What is the definition, algorithm, advantages and disadvantages of online learning, and what are the differences between it and batch learning?

Online learning, in the context of machine learning, is a methodology where a model is updated incrementally, one data point (or one small mini-batch) at a time, as each new observation arrives. This stands in stark contrast to batch learning, where the model is trained once on the entire available dataset. The core algorithm for online learning typically involves an initial model, often with random weights, which is then updated for each new training example using a rule like stochastic gradient descent (SGD). For a new data point, the algorithm makes a prediction, computes the loss or error, and then immediately adjusts the model parameters in the opposite direction of the gradient of that loss. This sequential, instance-by-instance update is the defining computational mechanism, enabling the model to evolve continuously without revisiting past data.

The primary advantages of online learning are its efficiency with massive or streaming data and its adaptability to non-stationary environments. Because it processes data points individually, it has a constant, low memory footprint, making it feasible for applications where the dataset is too large to fit in memory or is conceptually infinite, such as real-time sensor feeds or user clickstream data. Its incremental nature allows it to track changes in the underlying data distribution over time, a critical feature for domains like financial markets or trending topics where patterns drift. The disadvantages, however, are significant. The model's path to convergence can be noisy and less stable than batch methods, as each update is based on a single, potentially unrepresentative, example. It is also highly sensitive to the order of data presentation; a stream of misleading examples can catastrophically degrade performance. Furthermore, once a data point is processed, it is typically discarded, meaning the model cannot easily "relearn" from valuable old data if the concept shifts back, a limitation known as catastrophic forgetting.

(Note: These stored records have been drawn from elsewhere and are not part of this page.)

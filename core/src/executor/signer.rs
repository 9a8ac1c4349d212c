use crate::error::CoreError;
use async_trait::async_trait;
use solana_sdk::instruction::Instruction;
use solana_sdk::pubkey::Pubkey;

/// Signs a set of instructions against a known fee payer and recent
/// blockhash. Narrowed to exactly what the executor needs.
#[async_trait]
pub trait TransactionSigner: Send + Sync {
    fn public_key(&self) -> Pubkey;
    async fn sign_instructions(&self, instructions: &[Instruction], blockhash: &str) -> Result<Vec<u8>, CoreError>;
}

pub struct NativeTransactionSigner {
    keypair: solana_sdk::signature::Keypair,
}

impl NativeTransactionSigner {
    pub fn new(keypair: solana_sdk::signature::Keypair) -> Self {
        NativeTransactionSigner { keypair }
    }
}

#[async_trait]
impl TransactionSigner for NativeTransactionSigner {
    fn public_key(&self) -> Pubkey {
        solana_sdk::signature::Signer::pubkey(&self.keypair)
    }

    async fn sign_instructions(&self, instructions: &[Instruction], blockhash: &str) -> Result<Vec<u8>, CoreError> {
        let blockhash = blockhash
            .parse::<solana_sdk::hash::Hash>()
            .map_err(|e| CoreError::InvalidAddress(format!("blockhash {blockhash}: {e}")))?;
        let pubkey = self.public_key();
        let message = solana_sdk::message::Message::new(instructions, Some(&pubkey));
        let tx = solana_sdk::transaction::Transaction::new(&[&self.keypair], message, blockhash);
        bincode::serialize(&tx).map_err(|e| CoreError::MalformedTransaction(e.to_string()))
    }
}
//! Core library for the sniping pipeline, shared between the CLI and any
//! future embedding binary.

pub mod backoff;
pub mod decode;
pub mod error;
pub mod executor;
pub mod ingest;
pub mod metrics;
pub mod mint_validator;
pub mod models;
pub mod orchestrator;
pub mod rate_limiter;
pub mod rpc;
pub mod settings;
pub mod signal;

pub use error::CoreError;
pub use models::{BuyOrder, DecodedEvent, Fingerprint, LogMessage, TagResult, TransactionInfo};
pub use orchestrator::{Orchestrator, OrchestratorState};
pub use settings::Settings;
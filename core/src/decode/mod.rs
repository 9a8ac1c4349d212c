pub mod amm_pool;
pub mod bonding_curve;
pub mod virtual_pool;

use crate::models::{DecodedEvent, TransactionInfo};

/// Tag assigned by the orchestrator's score-only fallback path, when the
/// scorer alone clears the threshold without a fingerprint match. No single
/// decoder family is implied, so every decoder is tried in turn.
pub const SCORE_ONLY_FALLBACK_TAG: &str = "score_only_fallback";

/// The three decoders are variants of a single capability with one
/// operation, registered by tag.
pub fn decode_by_tag(tag: &str, tx: &TransactionInfo) -> Option<DecodedEvent> {
    match tag {
        "pumpfun_create" | "spl_mint_init" => bonding_curve::decode(tx),
        "raydium_initpool" => amm_pool::decode(tx),
        "meteora_initpool" => virtual_pool::decode(tx),
        SCORE_ONLY_FALLBACK_TAG => bonding_curve::decode(tx)
            .or_else(|| amm_pool::decode(tx))
            .or_else(|| virtual_pool::decode(tx)),
        _ => None,
    }
}
use std::sync::RwLock;
use std::time::{Duration, Instant};

const MAX_AGE: Duration = Duration::from_secs(1);

/// Cached current slot, refreshed on demand, never more than 1s stale.
pub struct SlotCache {
    state: RwLock<Option<(u64, Instant)>>,
}

impl SlotCache {
    pub fn new() -> Self {
        SlotCache {
            state: RwLock::new(None),
        }
    }

    /// Returns the cached slot if fresh enough, otherwise None (caller
    /// should refresh via RPC and call `set`).
    pub fn get_fresh(&self) -> Option<u64> {
        let state = self.state.read().expect("slot cache lock poisoned");
        state.and_then(|(slot, at)| {
            if at.elapsed() < MAX_AGE {
                Some(slot)
            } else {
                None
            }
        })
    }

    pub fn set(&self, slot: u64) {
        *self.state.write().expect("slot cache lock poisoned") = Some((slot, Instant::now()));
    }

    /// Staleness gate: drop if `current_slot - message_slot` exceeds the
    /// configured threshold.
    pub fn is_stale(current_slot: u64, message_slot: u64, threshold: u64) -> bool {
        current_slot.saturating_sub(message_slot) > threshold
    }
}

impl Default for SlotCache {
    fn default() -> Self {
        Self::new()
    }
}

#[cfg(test)]
mod tests {
    use super::*;

    #[test]
    fn fresh_value_is_returned() {
        let cache = SlotCache::new();
        cache.set(100);
        assert_eq!(cache.get_fresh(), Some(100));
    }

    #[test]
    fn empty_cache_returns_none() {
        let cache = SlotCache::new();
        assert_eq!(cache.get_fresh(), None);
    }

    #[test]
    fn staleness_gate_drops_lagging_messages() {
        assert!(SlotCache::is_stale(1000, 500, 50));
        assert!(!SlotCache::is_stale(1000, 980, 50));
    }
}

The differences between online and batch learning are foundational. Batch learning assumes the availability of a complete, static training set, performs computationally intensive passes over this entire set (epochs), and produces a final model. This allows for precise optimization, robust convergence analysis, and techniques like exact validation. However, it is computationally expensive to retrain from scratch when new data arrives and is ill-suited for streaming contexts. Online learning, by design, has no concept of a fixed dataset or multiple epochs over static data. The model is in a perpetual state of training, which trades the optimality and stability of batch processing for immediate updates and constant operational readiness. This makes the choice between them a direct function of the problem constraints: batch learning is preferred for well-curated, finite datasets where accuracy and stability are paramount, while online learning is a necessity for live systems that must learn from an unbounded, evolving data stream in real-time.